In what way do you feel that your work has changed since arriving at Smith?

Umm..

If it has.

It definitely has. I have grown so much since I came to Smith. My peers and professors I’m super indebted and grateful to and for all they’ve taught me. It’s crazy, when I got here I thought I was so with it, but there was a lot I didn’t know! And of course now there’s still a lot I don’t know, but I think I had no clue as to how much I didn't know, and how much I would find out. Learning all that I have in Africana studies especially, like the critical theory and queer theory and my experiences being in a queer space, really have deepened the more speculative/theoretical/political side of my work. I definitely feel there’s a lot more depth there. Also, the research skills have been great. I’ve really learned how to become a little mole. I’m in the archives, I’m online, I’m digging [laughs]. But yeah the research skills have been amazing because they really add to the work and they make the work more than just a visual representation. It’s actually grounded in something.

[whispers] So. Cool. 

Thanks [laughs].

[Laughs]. Do you have any advice that you would give to a younger artist or…to use your words, responsible creator?

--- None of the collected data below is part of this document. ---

//! # manifest-format
//!
//! Text-level building blocks for synchronizing Lua manifest scripts.
//!
//! This crate provides:
//! - `addappid(...)` identifier extraction
//! - `<subId>_<version>.manifest` payload name parsing
//! - [`VersionMap`] construction from payload file names
//! - `setManifestid(...)` version reference rewriting
//! - [`ScriptDocument`] loading and workspace copies
//!
//! Nothing here touches the network or archives; see `manifest-sync` for the
//! pipeline that drives these pieces.
//!
//! ## Example
//!
//! ```
//! use manifest_format::{extract_app_id, rewrite_references, VersionMap};
//!
//! let script = "addappid(1234)\nsetManifestid(500, \"3\", 0)\n";
//! let app_id = extract_app_id(script).unwrap();
//! assert_eq!(app_id.as_str(), "1234");
//!
//! let map = VersionMap::from_file_names(["500_7.manifest"]);
//! let rewrite = rewrite_references(script, &map);
//! assert_eq!(rewrite.replacements, 1);
//! assert!(rewrite.text.contains("setManifestid(500, \"7\", 0)"));
//! ```

mod error;
mod identifier;
mod payload;
mod rewriter;
mod script;

pub use error::{Error, Result};
pub use identifier::{extract_app_id, AppId};
pub use payload::{PayloadName, VersionMap, PAYLOAD_EXTENSION, PAYLOAD_SUFFIX};
pub use rewriter::{rewrite_references, Rewrite};
pub use script::{ScriptDocument, SCRIPT_EXTENSION};
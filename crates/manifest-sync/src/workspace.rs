use crate::config::ARCHIVE_EXTENSION;
use crate::{Error, Result};
use chrono::Utc;
use manifest_format::AppId;
use std::fs;
use std::path::{Path, PathBuf};
use tempfile::TempDir;

const WORKSPACE_PREFIX: &str = "lua_manifest_updater";

/// Per-run temporary directory holding the downloaded archive, the
/// extracted payloads, and the rewritten script.
///
/// The directory name combines the process id, a timestamp, and a random
/// suffix, so concurrent runs never share one. It is removed by
/// [`Workspace::close`], or on drop if `close` was never called.
#[derive(Debug)]
pub struct Workspace {
    dir: TempDir,
    app_id: AppId,
}

impl Workspace {
    /// Create a fresh workspace for `app_id` under `temp_root`.
    pub fn create(temp_root: &Path, app_id: &AppId) -> Result<Self> {
        fs::create_dir_all(temp_root).map_err(|e| {
            Error::Workspace(format!("cannot create {}: {}", temp_root.display(), e))
        })?;

        let prefix = format!(
            "{}_{}_{}_",
            WORKSPACE_PREFIX,
            std::process::id(),
            Utc::now().timestamp()
        );
        let dir = tempfile::Builder::new()
            .prefix(&prefix)
            .tempdir_in(temp_root)
            .map_err(|e| Error::Workspace(format!("cannot create workspace: {}", e)))?;

        let workspace = Self {
            dir,
            app_id: app_id.clone(),
        };
        fs::create_dir_all(workspace.extract_dir())
            .map_err(|e| Error::Workspace(format!("cannot create extract dir: {}", e)))?;

        log::debug!("Created workspace {}", workspace.path().display());
        Ok(workspace)
    }

    /// Root of the workspace.
    pub fn path(&self) -> &Path {
        self.dir.path()
    }

    /// Where the branch archive is downloaded to.
    pub fn archive_path(&self) -> PathBuf {
        self.path()
            .join(format!("downloaded_{}.{}", self.app_id, ARCHIVE_EXTENSION))
    }

    /// Where payload files are extracted to.
    pub fn extract_dir(&self) -> PathBuf {
        self.path().join(format!("extracted_{}", self.app_id))
    }

    /// Remove the workspace and everything in it.
    pub fn close(self) -> std::io::Result<()> {
        let path = self.path().to_path_buf();
        self.dir.close()?;
        log::debug!("Removed workspace {}", path.display());
        Ok(())
    }
}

Um…I think it’s so important to push your vision, not on other people necessarily but in your own life, even if it’s not resonant with where you’re at. For example my experiences at Smith where I was like, this architecture is not the kind of architecture I want to do, and I got really jaded. I’m really glad I didn’t give up though, and that I ended up pursuing that kind of creative work through other channels, whether it was an anthropology course or an Africana studies course. If you have a vision and you want to grow it but you feel like you’re trapped in this superstructure, believing in yourself and making it happen is important. I think making and creating is really huge, and especially for people of color it can mean many things, and be active in the world in different ways. Even if it’s just personal, creating is important and making space for that is important. 

If you could meet any artist, or person in whatever field feels more important to you, who would it be? Alive or dead?

I’m thinking about this theorist in black studies and geography, Katherine Mikitrick. She wrote Black Geographies and Demonic Grounds. She’s freaking amazing, based in Canada. I read a bunch of her work for the Cromwell project, and I’m like in awe of her. I would love to have a conversation with her. Her kind of theories are really powerful and prescient in more political and architectural circles so I would love to just be able to like sit down and chat with her. 

Does she ever come to schools?

I mean, she’s prolific, so she must have visited different colleges but I don’t think she’s ever visited Smith. 

We’ve gotta get on that. Very quick, before you leave. [laughs].

[Laughs] True! Y’all need to rally to get her here, she’s so cool. 

Before we end, do you have anything else you feel is important to talk about?

I would love to chat a little about the Cromwell [fellowship]. I’m super grateful that I got the Cromwell from the Africana studies department to do some research over the summer. The project was basically looking at how the communication of South African activists during Apartheid, the prison communications specifically formed these kinds of meta-geographies that worked beyond the traditional geographies of apartheid. Like, the way that letters would be able to travel over prison walls, even though the body was still enclosed. Doing that research and also trying to visualize that in designs was really powerful and amazing to do and I’m so grateful that the Africana studies department facilitated that. It was a lot of reading, going to archives, going to museums, designing…it was really great. Very deeply touching. Oh! Actually another thing I wanted to add onto advice for creators at Smith was that there are opportunities, if you look in the right places. You just gotta be…doggin about it! [laughs] You gotta go for it! But you can get funding, and you can do cool things. I’ll end it there.